More bats testing positive for rabies in Michigan, MDHHS warns

Posted at 2:30 PM, Jul 02, 2018
and last updated 2018-07-02 14:30:12-04

The Michigan Department of Health and Human Services is warning that more bats are testing positive for rabies.

According to the MDHHS, there have been 22 bats and two skunks testing positive for the disease. At this time last year, only nine bats tested positive.

In 2017, there were 38 total cases of rabies in animals in Michigan, 35 of which were in bats. The other three were two skunks and one cat.

The state also receives an increase in calls about bat encounters from citizens between May and September. They are urging residents to take certain action to protect their family and pets as rabies is deadly to humans.

People or bets are usually exposed to rabies when they are bitten by an infected animal. Other situations that could present a risk include when people are sleeping and there's a bat in the room, or there's a bat in a room with an unattended child or impaired adult.

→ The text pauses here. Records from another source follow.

//! An array-backed segment tree answering range sums with point updates, both in `O(lg N)`.
//!
//! The backing array has `2 * size` slots where `size` is the smallest power of two holding
//! every input value. Slot 1 is the root, slots `[size, size + len)` are the leaves and every
//! slot `i` below `size` holds the sum of slots `2i` and `2i + 1`. Slot 0 is unused.
//!
//! # Examples
//!
//! ```
//! use arbor::segment_tree::SegmentTree;
//!
//! let mut tree = SegmentTree::new(&[1, 3, 5, 7, 9, 11]);
//! assert_eq!(tree.range_sum(1, 3), Ok(15));
//!
//! tree.update(2, 6).unwrap();
//! assert_eq!(tree.range_sum(1, 3), Ok(16));
//! ```

use std::ops::Add;

use tracing::{debug, trace};

use crate::error::{Result, TreeError};

/// Range sums over a fixed-length array of `T`. `T::default()` acts as zero.
#[derive(Debug, Clone, PartialEq, Eq)]
#[cfg_attr(feature = "serde", derive(serde::Serialize, serde::Deserialize))]
#[cfg_attr(
    feature = "serde",
    serde(
        try_from = "RawSegmentTree<T>",
        bound(
            deserialize = "T: Copy + Default + std::ops::Add<Output = T> + serde::Deserialize<'de>"
        )
    )
)]
pub struct SegmentTree<T> {
    tree: Vec<T>,
    /// Number of leaves, a power of two.
    size: usize,
    /// Number of leaves backed by input values.
    len: usize,
}

impl<T> SegmentTree<T>
where
    T: Copy + Default + Add<Output = T>,
{
    /// Builds the tree in `O(N)`: leaves are copied from `values`, padding leaves are zero and
    /// every internal slot is filled in one backward pass.
    pub fn new(values: &[T]) -> Self {
        let len = values.len();
        let size = len.next_power_of_two();

        let mut tree = vec![T::default(); 2 * size];
        tree[size..size + len].copy_from_slice(values);
        for i in (1..size).rev() {
            tree[i] = tree[2 * i] + tree[2 * i + 1];
        }

        debug!(len, size, "built segment tree");
        Self { tree, size, len }
    }

    /// Number of values in the logical array.
    pub fn len(&self) -> usize {
        self.len
    }

    /// Whether the logical array is empty.
    pub fn is_empty(&self) -> bool {
        self.len == 0
    }

    /// The value at `index`, if it is in bounds.
    pub fn get(&self, index: usize) -> Option<T> {
        if index < self.len {
            Some(self.tree[self.size + index])
        } else {
            None
        }
    }

    /// Overwrites the value at `index` and recomputes each of its ancestors.
    ///
    /// # Errors
    ///
    /// [`TreeError::IndexOutOfBounds`] if `index >= len`.
    pub fn update(&mut self, index: usize, value: T) -> Result<()> {
        self.check_bounds(index)?;

        let mut i = self.size + index;
        self.tree[i] = value;
        i /= 2;
        while i >= 1 {
            self.tree[i] = self.tree[2 * i] + self.tree[2 * i + 1];
            i /= 2;
        }

        trace!(index, "updated segment tree leaf");
        Ok(())
    }

    /// Sum of the values at `low..=high`.
    ///
    /// Walks up from both leaves at once. Whenever the low end is a right child it is folded in
    /// and stepped right, and whenever the high end is a left child it is folded in and stepped
    /// left, so that only whole subtrees inside the range are ever added.
    ///
    /// # Errors
    ///
    /// [`TreeError::IndexOutOfBounds`] if either end is `>= len`, and
    /// [`TreeError::InvalidRange`] if `low > high`.
    pub fn range_sum(&self, low: usize, high: usize) -> Result<T> {
        self.check_bounds(low)?;
        self.check_bounds(high)?;
        if low > high {
            return Err(TreeError::InvalidRange { low, high });
        }

        let mut low = self.size + low;
        let mut high = self.size + high;
        let mut sum = T::default();
        while low <= high {
            if low % 2 == 1 {
                sum = sum + self.tree[low];
                low += 1;
            }
            if high % 2 == 0 {
                sum = sum + self.tree[high];
                high -= 1;
            }
            low /= 2;
            high /= 2;
        }

        Ok(sum)
    }

    fn check_bounds(&self, index: usize) -> Result<()> {
        if index < self.len {
            Ok(())
        } else {
            Err(TreeError::IndexOutOfBounds {
                index,
                len: self.len,
            })
        }
    }
}

/// A [`SegmentTree`] as it arrives off the wire. Only the shape and the leaves are trusted; the
/// internal sums are recomputed.
#[cfg(feature = "serde")]
#[derive(serde::Deserialize)]
struct RawSegmentTree<T> {
    tree: Vec<T>,
    size: usize,
    len: usize,
}

#[cfg(feature = "serde")]
impl<T> TryFrom<RawSegmentTree<T>> for SegmentTree<T>
where
    T: Copy + Default + Add<Output = T>,
{
    type Error = TreeError;

    fn try_from(raw: RawSegmentTree<T>) -> Result<Self> {
        let malformed = |reason| TreeError::Malformed {
            structure: "segment tree",
            reason,
        };

        if raw.len.checked_next_power_of_two() != Some(raw.size) {
            return Err(malformed("leaf count is not the next power of two of the length"));
        }
        if raw.size.checked_mul(2) != Some(raw.tree.len()) {
            return Err(malformed("backing array is not twice the leaf count"));
        }

        Ok(Self::new(&raw.tree[raw.size..raw.size + raw.len]))
    }
}

impl<T> FromIterator<T> for SegmentTree<T>
where
    T: Copy + Default + Add<Output = T>,
{
    fn from_iter<I: IntoIterator<Item = T>>(iter: I) -> Self {
        let values: Vec<T> = iter.into_iter().collect();
        Self::new(&values)
    }
}
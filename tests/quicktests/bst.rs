use arbor::binary_tree;
use arbor::bst::{validate_bst, Bst};

use std::collections::{BTreeSet, HashSet};

use crate::{init_tracing, Op};

/// Applies a set of operations to a tree and a set.
/// This way we can ensure that after a random smattering of inserts
/// and deletes we have the same set of keys in both.
fn do_ops<K>(ops: &[Op<K>], bst: &mut Bst<K>, set: &mut BTreeSet<K>) -> bool
where
    K: Ord + Clone,
{
    for op in ops {
        match op {
            Op::Insert(k) => {
                bst.insert(k.clone());
                set.insert(k.clone());
            }
            Op::Remove(k) => {
                bst.delete(k);
                set.remove(k);
            }
        }
        if !bst.is_valid() {
            return false;
        }
    }

    true
}

#[quickcheck]
fn fuzz_multiple_operations_i8(ops: Vec<Op<i8>>) -> bool {
    init_tracing();
    let mut tree = Bst::new();
    let mut set = BTreeSet::new();

    do_ops(&ops, &mut tree, &mut set)
        && tree.len() == set.len()
        && tree.in_order().into_iter().eq(set.iter())
}

#[quickcheck]
fn contains(xs: Vec<i8>) -> bool {
    let tree: Bst<_> = xs.iter().copied().collect();

    xs.iter().all(|x| tree.contains(x))
}

#[quickcheck]
fn contains_not(xs: Vec<i8>, nots: Vec<i8>) -> bool {
    let tree: Bst<_> = xs.iter().copied().collect();
    let added: HashSet<_> = xs.into_iter().collect();
    let nots: HashSet<_> = nots.into_iter().collect();
    let mut nots = nots.difference(&added);

    nots.all(|x| tree.search(x).is_none())
}

#[quickcheck]
fn with_deletions(xs: Vec<i8>, deletes: Vec<i8>) -> bool {
    let mut tree: Bst<_> = xs.iter().copied().collect();
    for delete in &deletes {
        tree.delete(delete);
    }

    let mut still_present = xs;
    still_present.retain(|x| !deletes.contains(x));

    deletes.iter().all(|x| tree.search(x).is_none())
        && still_present.iter().all(|x| tree.search(x).is_some())
        && tree.is_valid()
}

#[quickcheck]
fn traversals_of_a_bst(xs: Vec<i8>) -> bool {
    let tree: Bst<_> = xs.iter().copied().collect();
    let root = tree.root();
    let sorted: BTreeSet<_> = xs.iter().collect();

    binary_tree::inorder_recursive(root).into_iter().eq(sorted.iter().copied())
        && binary_tree::size(root) == tree.len()
        && binary_tree::height(root) < tree.len() as isize
}

#[quickcheck]
fn level_order_rebuilds_an_equivalent_bst(xs: Vec<i8>) -> bool {
    let tree: Bst<_> = xs.into_iter().collect();
    let slots = binary_tree::to_level_order(tree.root());
    let rebuilt = binary_tree::from_level_order(slots).unwrap();

    validate_bst(rebuilt.as_deref())
        && binary_tree::inorder_iterative(rebuilt.as_deref()) == tree.in_order()
}

#[test]
fn reference_usage() {
    init_tracing();
    let mut tree: Bst<_> = [7, 3, 9, 1, 5, 8, 10].into_iter().collect();

    assert_eq!(tree.search(&5).map(|n| n.value), Some(5));
    assert_eq!(tree.kth_smallest(3), Ok(&5));
    assert!(tree.is_valid());

    tree.delete(&7);
    assert_eq!(
        binary_tree::render(tree.root()),
        "\
└── 8
    ├── 3
    │   ├── 1
    │   └── 5
    └── 9
        └── 10
"
    );
}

The MDHHS gives these tips to people:

  • Avoid contact with wild animals. Do not keep wild animals as pets and do not try to rehabilitate wild animals yourself. Wild animals can carry rabies without looking sick.  
  • If a wild animal appears sick, report it to the Department of Natural Resources online or at 517-336-5030.
  • If you are bitten or scratched by an animal, seek immediate medical attention and alert the local health department. A directory of local public health departments is available at
  • If you find a bat in your home, safely confine or collect the bat if possible and contact your local health department to determine if it should be tested for rabies. More information on how to collect a bat safely can be found on the Centers for Disease Control and Prevention’s website
  • If you are unable or would prefer not to confine or collect a bat yourself, you may consider hiring a bat/wildlife removal service
  • Protect your pets by getting them vaccinated against rabies. Even cats that live indoors and never go outside can encounter a bat that gets inside the home.
  • If your animal is bitten or scratched by a wild animal, or if you believe they have had unsupervised contact with wildlife, contact your veterinarian as soon as possible. Even if your pet is currently vaccinated against rabies, additional actions may need to be taken to prevent them from becoming infected. If possible, safely confine or capture the wild animal without touching it and contact your local animal control officer or veterinarian, as the animal may need to be tested for rabies.